G: En esencia Mario, eres un crítico de la subordinación de lo religioso no a un claro marco legal, como en cualquier estado de derecho, sino a un departamento del Partido Comunista.

M: Exacto.

Comienza a lloviznar en el parque y en el temor de quedar bloqueados y hambrientos en el Café por uno de nuestros aguaceros bíblicos, decidimos marcharnos a almorzar. El fan de Amitabh Bachhan y su tropa de tatuados, flacas con vestidos ridículos y negros con casco no nos interrumpen el paso y tampoco nos siguen. Corremos a un pequeño y limpio restaurant en la calle Maceo, donde no alcanzamos a descubrir ni cucarachas ni oficiales de la policía secreta. En lo que llega la comida criolla reanudamos la entrevista. Mario me habla de su templo, que con sus maderas de más de un siglo hace aguas en estos aguaceros de verano. Conversamos de las dificultades para comprar maderas en un país en que no hace ni ochenta años ese era el más barato material de construcción. Una cosa lleva a la otra y terminamos hablando sobre las facilidades constructivas con que si han contado ciertas figuras religiosas cubanas.

G: Conoces a muchas personalidades del movimiento bautista. ¿Qué puedes decirme por ejemplo de alguien como Raúl Suarez, a quien en una crónica para 14yMedio llamo “El Bueno”?

M: Coincido con él solamente en su consideración de que los cristianos debemos tener una participación en la sociedad. Pero por supuesto esa participación incluye la política. Lo lamentable en Raúl Suarez es que a pesar de haber avanzado en ese aspecto de la participación del cristiano en la sociedad y la política, escogió la posición equivocada, o sea, la posición de estar del lado de los que pisotean los derechos del pueblo cubano…

G: Él es una especie de místico, y justifica su posición de apoyo al castrismo en algo así como en la comunión que Ernesto Guevara decía sentir entre Fidel Castro y masa en los discursos multitudinarios de la Plaza de la Revolución…

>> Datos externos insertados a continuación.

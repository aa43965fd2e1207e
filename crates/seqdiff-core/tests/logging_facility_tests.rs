#![allow(clippy::unwrap_used, clippy::expect_used)]

use seqdiff_core::errors::DiffError;
use seqdiff_core::logging_facility::test_capture::init_test_capture;
use seqdiff_core::render::{unified_diff, DiffOptions};
use seqdiff_core::schema::{
    EVENT_END, EVENT_END_ERROR, EVENT_START, FIELD_A_LEN, FIELD_DURATION_MS, FIELD_ERR_CODE,
    FIELD_ERR_KIND, FIELD_LINES,
};
use seqdiff_core::{get_close_matches, log_op_end, log_op_error, log_op_start, Differ};

#[test]
fn test_log_op_start_macro() {
    let capture = init_test_capture();
    let op_name = "test_log_op_start_unique_1";

    log_op_start!(op_name);

    let start_events: Vec<_> = capture
        .events_for(op_name)
        .into_iter()
        .filter(|e| e.event.as_deref() == Some(EVENT_START))
        .collect();

    assert!(
        !start_events.is_empty(),
        "Should have captured at least one start event"
    );
}

#[test]
fn test_log_op_end_macro() {
    let capture = init_test_capture();
    let op_name = "test_log_op_end_unique_2";

    log_op_end!(op_name, duration_ms = 42);

    let end_events: Vec<_> = capture
        .events_for(op_name)
        .into_iter()
        .filter(|e| e.event.as_deref() == Some(EVENT_END))
        .collect();

    assert_eq!(end_events.len(), 1, "Should have exactly one end event");
    assert_eq!(
        end_events[0].fields.get(FIELD_DURATION_MS),
        Some(&"42".to_string())
    );
}

#[test]
fn test_log_op_error_includes_kind_and_code() {
    let capture = init_test_capture();
    let op_name = "test_log_op_error_unique_3";

    log_op_error!(op_name, DiffError::InvalidCount { n: 0 }, duration_ms = 10);

    let error_events: Vec<_> = capture
        .events_for(op_name)
        .into_iter()
        .filter(|e| e.event.as_deref() == Some(EVENT_END_ERROR))
        .collect();

    assert_eq!(error_events.len(), 1, "Should have exactly one error event");
    let error_event = &error_events[0];
    assert_eq!(
        error_event.fields.get(FIELD_ERR_CODE),
        Some(&"ERR_INVALID_INPUT".to_string())
    );
    assert_eq!(
        error_event.fields.get(FIELD_ERR_KIND),
        Some(&"InvalidInput".to_string())
    );
}

#[test]
fn test_log_macros_with_multiple_fields() {
    let capture = init_test_capture();
    let op_name = "test_log_macros_fields_unique_4";

    log_op_start!(op_name, a_len = 3, fromfile = "a.txt");

    let events = capture.events_for(op_name);
    let start_event = events.first().expect("Should have start event");
    assert_eq!(start_event.fields.get(FIELD_A_LEN), Some(&"3".to_string()));
    assert_eq!(start_event.fields.get("fromfile"), Some(&"a.txt".to_string()));
}

#[test]
#[should_panic(expected = "Expected event")]
fn test_test_capture_assert_event_exists_fails() {
    let capture = init_test_capture();

    capture.assert_event_exists("nonexistent_op_truly_unique_999", EVENT_START);
}

#[test]
fn test_renderer_owns_start_and_end() {
    let capture = init_test_capture();

    let a = ["x\n", "y\n"];
    let b = ["x\n", "z\n"];
    let diff = unified_diff(&a, &b, &DiffOptions::default());
    assert!(!diff.is_empty());

    capture.assert_event_exists("unified_diff", EVENT_START);
    capture.assert_event_exists("unified_diff", EVENT_END);
}

#[test]
fn test_differ_reports_output_size() {
    let capture = init_test_capture();

    let a = ["only in a with a unique marker 7f3\n"];
    let b = ["only in b\n"];
    let delta = Differ::default().compare(&a, &b);

    let expected = delta.len().to_string();
    let found = capture.count_events(|e| {
        e.op.as_deref() == Some("differ_compare")
            && e.event.as_deref() == Some(EVENT_END)
            && e.fields.get(FIELD_LINES) == Some(&expected)
    });
    assert!(found >= 1);
}

#[test]
fn test_rejected_arguments_log_end_error() {
    let capture = init_test_capture();

    let result = get_close_matches("word", &["words"], 0, 0.5);
    assert!(result.is_err());

    let errors = capture.count_events(|e| {
        e.op.as_deref() == Some("get_close_matches")
            && e.event.as_deref() == Some(EVENT_END_ERROR)
            && e.fields.get(FIELD_ERR_CODE) == Some(&"ERR_INVALID_INPUT".to_string())
    });
    assert!(errors >= 1);
}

M: Los gobernantes y el pueblo son dos cosas muy diferentes, aun cuando él defienda la posición que es totalmente increíble de que pueblo y gobierno son la misma cosa, eso es mentira, seríamos el único país en toda la historia del planeta. En todas partes del mundo son entes diferentes y Cuba no es la excepción. En consideración a ti que eres ateo, y a gran parte de los lectores de este periódico, he preferido no echar mano de los Evangelios muy seguido, pero solo tengo que decirle al señor Raúl Suarez que haría muy bien en revisarlos de cuando en cuando. Él está del lado de los gobernantes, se ha puesto del lado de  ellos y lamentablemente ha participado incluso en actos de repudio como los que ocurrieron el año pasado en Panamá, durante la Cumbre de las Américas…

G: Él se desmarcó…

M: Sin embargo le preguntaron en una entrevista que le hizo la CNN y dijo que había sentido la presencia de Dios en momentos en que él había estado en medio de los gritos en contra de los representantes de la sociedad civil cubana. Declaró también que él no podía estar bajo el mismo techo que uno de esos mercenarios. Lo cual creo que desencaja bastante con la posición que él debía tener como pastor, porque bajo nuestro techo debe de caber todo el mundo. Él mismo predica  el ecumenismo, que etimológicamente viene de “un techo común”. Si es así, bajo su techo debían tener cabida todos los seres humanos incluyendo a esas personas de la sociedad civil cubana con las cuales él está en desacuerdo.

G: Un personaje atrabiliario, que en realidad me resulta repulsivo. ¿Entonces me dices que según él Cristo participa en los actos de repudio…?

M: Exacto, Barrenechea. Valora tú.

G: ¡Candela! Mario, cierta declaración tuya sobre el número de iglesias a las que podrías llegar ha causado escozor en algunos representantes del muy susceptible movimiento opositor cubano: ¿Qué puedes aclarar al respecto?

M: Me defino como un simple cura de aldea. Yo soy pastor de dos iglesias, dos congregaciones bautistas que están en el centro de la Isla.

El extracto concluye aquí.